晚上九点,及川结束了一天的训练,躺在床上无聊地划着手机。近期的牛岛为了迎接即将到来的比赛在封闭集训,按时差推算现在应该刚开始早间的训练没多久。
窗外炎热的黑夜渗进开着空调的凉爽房间,也触动了及川心中累积已久的烦躁。最近因为两个人训练都很紧张,他和牛岛已经很久没有同时在线说过话了。他一天中第十一次戳开自己与对方的聊天框,第二十一次下拉刷新界面,却失望又有些恼怒地发现对方最新发来的一条消息还是停留在十个小时前——起床晨跑的牛岛向他发来注意防暑的提醒。
及川恨恨地将手机砸向床板,自己翻了个身,把脸埋进枕头里。他心里乱乱的,像纠成一团的毛线;有些无形的东西堵在心口,而他又说不清楚是什么。苦恼的排球天才脑袋掉线,身体也跟着一动不动。
就这样过了十分钟,及川像在玩装死游戏一样躺在床板上纹丝不动。十分钟一过,他又像僵尸突然复活一样猛地弹起身子,对着自己的脸猛拍两下,盘腿坐在床上。
等等!他无声地对自己大喊,及川大人怎么能像粘人又不讲理的女孩子一样!小牛若很忙,及川大人也很忙,不能立刻回消息是很正常的事情。给我振作起来啊!
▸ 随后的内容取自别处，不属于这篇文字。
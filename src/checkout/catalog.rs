//! Catalog and design lookups consumed at checkout.

use std::collections::HashMap;
use std::fmt;
use std::io;
use std::sync::{Mutex, PoisonError};

use async_trait::async_trait;
use serde::Deserialize;

use crate::model::{ProductId, WalletAddress};

/// A regular catalog product.
#[derive(Debug, Clone, PartialEq, Eq, Deserialize)]
#[serde(rename_all = "camelCase")]
pub struct Product {
    pub id: ProductId,
    pub name: String,
    /// Price as displayed, e.g. `"₦20,000"`.
    pub price: String,
    /// Units left; `None` when stock is not tracked.
    #[serde(default)]
    pub available_quantity: Option<i64>,
}

/// A design created by a user or an NGO.
#[derive(Debug, Clone, PartialEq, Eq, Deserialize)]
#[serde(rename_all = "camelCase")]
pub struct CustomDesign {
    pub id: ProductId,
    pub piece_name: String,
    pub price: String,
    #[serde(default)]
    pub creator_wallet: Option<WalletAddress>,
    /// Wallet that was connected when the design was published.
    #[serde(default)]
    pub connected_wallet_address: Option<WalletAddress>,
    #[serde(default)]
    pub is_ngo: bool,
    #[serde(default)]
    pub sizes: Vec<String>,
    #[serde(default)]
    pub available_quantity: Option<i64>,
}

/// On-disk shape of a catalog: `{"products": [...], "designs": [...]}`.
#[derive(Debug, Default, Deserialize)]
struct CatalogFile {
    #[serde(default)]
    products: Vec<Product>,
    #[serde(default)]
    designs: Vec<CustomDesign>,
}

#[derive(Debug, Clone, PartialEq, Eq)]
pub enum CatalogEntry {
    Product(Product),
    Design(CustomDesign),
}

impl CatalogEntry {
    pub fn name(&self) -> &str {
        match self {
            CatalogEntry::Product(p) => &p.name,
            CatalogEntry::Design(d) => &d.piece_name,
        }
    }

    pub fn price(&self) -> &str {
        match self {
            CatalogEntry::Product(p) => &p.price,
            CatalogEntry::Design(d) => &d.price,
        }
    }

    pub fn available_quantity(&self) -> Option<i64> {
        match self {
            CatalogEntry::Product(p) => p.available_quantity,
            CatalogEntry::Design(d) => d.available_quantity,
        }
    }

    /// Wallet credited for a design sale: the creator, else the publishing wallet.
    pub fn creator(&self) -> Option<&WalletAddress> {
        match self {
            CatalogEntry::Product(_) => None,
            CatalogEntry::Design(d) => d
                .creator_wallet
                .as_ref()
                .or(d.connected_wallet_address.as_ref()),
        }
    }

    pub fn is_ngo(&self) -> bool {
        matches!(self, CatalogEntry::Design(d) if d.is_ngo)
    }
}

/// Resolves cart product ids to catalog entries.
#[async_trait]
pub trait CatalogLookup: Send + Sync {
    async fn resolve(&self, id: &ProductId) -> Option<CatalogEntry>;
}

impl fmt::Debug for dyn CatalogLookup {
    fn fmt(&self, f: &mut fmt::Formatter<'_>) -> fmt::Result {
        f.write_str("CatalogLookup")
    }
}

/// Catalog held in memory.
#[derive(Debug, Default)]
pub struct MemoryCatalog {
    entries: Mutex<HashMap<ProductId, CatalogEntry>>,
}

impl MemoryCatalog {
    pub fn new() -> Self {
        Self::default()
    }

    /// Load a catalog from a JSON document.
    pub fn from_reader(reader: impl io::Read) -> Result<Self, serde_json::Error> {
        let file: CatalogFile = serde_json::from_reader(reader)?;
        let catalog = Self::new();
        for product in file.products {
            catalog.insert_product(product);
        }
        for design in file.designs {
            catalog.insert_design(design);
        }
        Ok(catalog)
    }

    pub fn insert_product(&self, product: Product) {
        self.insert(product.id.clone(), CatalogEntry::Product(product));
    }

    pub fn insert_design(&self, design: CustomDesign) {
        self.insert(design.id.clone(), CatalogEntry::Design(design));
    }

    /// Set the remaining stock of an entry, if present.
    pub fn set_available(&self, id: &ProductId, available: Option<i64>) {
        let mut entries = self.entries.lock().unwrap_or_else(PoisonError::into_inner);
        match entries.get_mut(id) {
            Some(CatalogEntry::Product(p)) => p.available_quantity = available,
            Some(CatalogEntry::Design(d)) => d.available_quantity = available,
            None => {}
        }
    }

    fn insert(&self, id: ProductId, entry: CatalogEntry) {
        self.entries
            .lock()
            .unwrap_or_else(PoisonError::into_inner)
            .insert(id, entry);
    }
}

#[async_trait]
impl CatalogLookup for MemoryCatalog {
    async fn resolve(&self, id: &ProductId) -> Option<CatalogEntry> {
        self.entries
            .lock()
            .unwrap_or_else(PoisonError::into_inner)
            .get(id)
            .cloned()
    }
}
不幸的是,及川的振作模式只持续了两秒。原因在于他想起了很多不好的事。牛岛若利这个人不知道有什么神奇魔力,总是能让及川先生无比尴尬。这是及川在以前和女孩子们在一起时从来没有体会过的感觉——以前的他除了排球练习时间太长之外,总是扮演着完美男友角色;他和女生之间的相处模式更多像是相互试探,都在小心翼翼地保护着对方的感受,可是在万千顾虑中没有任何实质上的进展。和牛岛在一起之前,他很有信心自己会对恋爱经验为0的小牛若掌握全部的主导权。但是牛岛这个人似乎不知道什么叫做看破不说破,只会用直球打得他措手不及(“及川,你的脸看起来很红,没事吧”);他的感觉也太过迟钝,导致及川现在已经习惯肆意妄为地欺负他而不用顾虑太多后果(因为对方只会说出“及川,今天的汤喝起来有点咸”这种傻子一样的话,反而让及川自己后悔不该捉弄他)。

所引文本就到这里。